Excessive activation of the RAS/MAPK pathway triggers adult-onset motor axonal degeneration

Axonal and synaptic degeneration are key hallmarks of neurodegenerative diseases, but the underlying molecular mechanisms are incompletely understood. Here, we performed an unbiased forward genetic mosaic screen to identify genes required for maintenance of adult motor axons and neuromuscular junctions (NMJs) in the Drosophila leg. We identified 49 mutations in 30 genes, including mutations in 8 genes resulting in adult-onset progressive degeneration.

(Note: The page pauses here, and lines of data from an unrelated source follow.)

//! The weakly-held client-notification endpoint.
//!
//! Sessions never own their client: a closed RPC channel must not be kept
//! alive by a session that has outlived it. Every dispatch path upgrades a
//! `Weak<dyn ClientNotifier>` and silently drops the event if the upgrade
//! fails.

use rialto_shared_types::ClientEvent;

/// The notification sink a session (or Control) holds weakly.
///
/// The IPC transport that actually serializes `ClientEvent` onto a wire is
/// out of scope here; implementors typically wrap an outbound RPC stub.
pub trait ClientNotifier: Send + Sync {
    /// Delivers one event. Implementations must not block for long —
    /// this runs on the session's MainThread.
    fn notify(&self, event: ClientEvent);
}

/// Upgrades `client` and delivers `event`, dropping it silently if the
/// endpoint is gone.
pub(crate) fn notify_weak(client: &std::sync::Weak<dyn ClientNotifier>, event: ClientEvent) {
    if let Some(client) = client.upgrade() {
        client.notify(event);
    } else {
        tracing::debug!("client endpoint gone, dropping event");
    }
}

#[cfg(test)]
pub(crate) mod test_support {
    use super::*;
    use parking_lot::Mutex;
    use std::sync::Arc;

    #[derive(Default)]
    pub struct RecordingNotifier {
        pub events: Mutex<Vec<ClientEvent>>,
    }

    impl ClientNotifier for RecordingNotifier {
        fn notify(&self, event: ClientEvent) {
            self.events.lock().push(event);
        }
    }

    pub fn recording_pair() -> (Arc<RecordingNotifier>, std::sync::Weak<dyn ClientNotifier>) {
        let notifier = Arc::new(RecordingNotifier::default());
        let weak: std::sync::Weak<dyn ClientNotifier> = Arc::downgrade(&notifier) as _;
        (notifier, weak)
    }
}

#[cfg(test)]
mod tests {
    use super::test_support::*;
    use super::*;
    use rialto_shared_types::{ApplicationState, SessionId};
    use std::sync::Arc;

    #[test]
    fn dropped_client_silently_swallows_events() {
        let notifier = test_support::recording_pair().0;
        let weak = Arc::downgrade(&notifier);
        drop(notifier);
        notify_weak(&(weak as std::sync::Weak<dyn ClientNotifier>), ClientEvent::ApplicationStateChange { state: ApplicationState::Running });
    }

    #[test]
    fn live_client_receives_event() {
        let (notifier, weak) = recording_pair();
        notify_weak(
            &weak,
            ClientEvent::PlaybackStateChange {
                session_id: SessionId::from_raw(1),
                state: rialto_shared_types::PlaybackState::Idle,
            },
        );
        assert_eq!(notifier.events.lock().len(), 1);
    }
}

We found that loss of pebbled ( peb ) function results in adult-onset motor axonal and NMJ degeneration, and age-dependent motor deficits. Peb is the Drosophila RREB1 ortholog, a C ₂ H ₂ zinc-finger transcription factor that negatively regulates transcription of RAS/MAPK pathway target genes. Loss of peb function resulted in excessive RAS/MAPK pathway activation, and loss of function of other negative regulators of the RAS/MAPK pathway also induced adult-onset progressive NMJ degeneration and motor deficits. Importantly, treatment of adult flies with the MEK1/2 inhibitor mirdametinib induced a dosage-dependent rescue of peb mutant motor neurodegenerative phenotypes. Thus, RAS/MAPK pathway overactivation results in adult-onset progressive neurodegeneration, which can be prevented by RAS/MAPK pathway inhibition.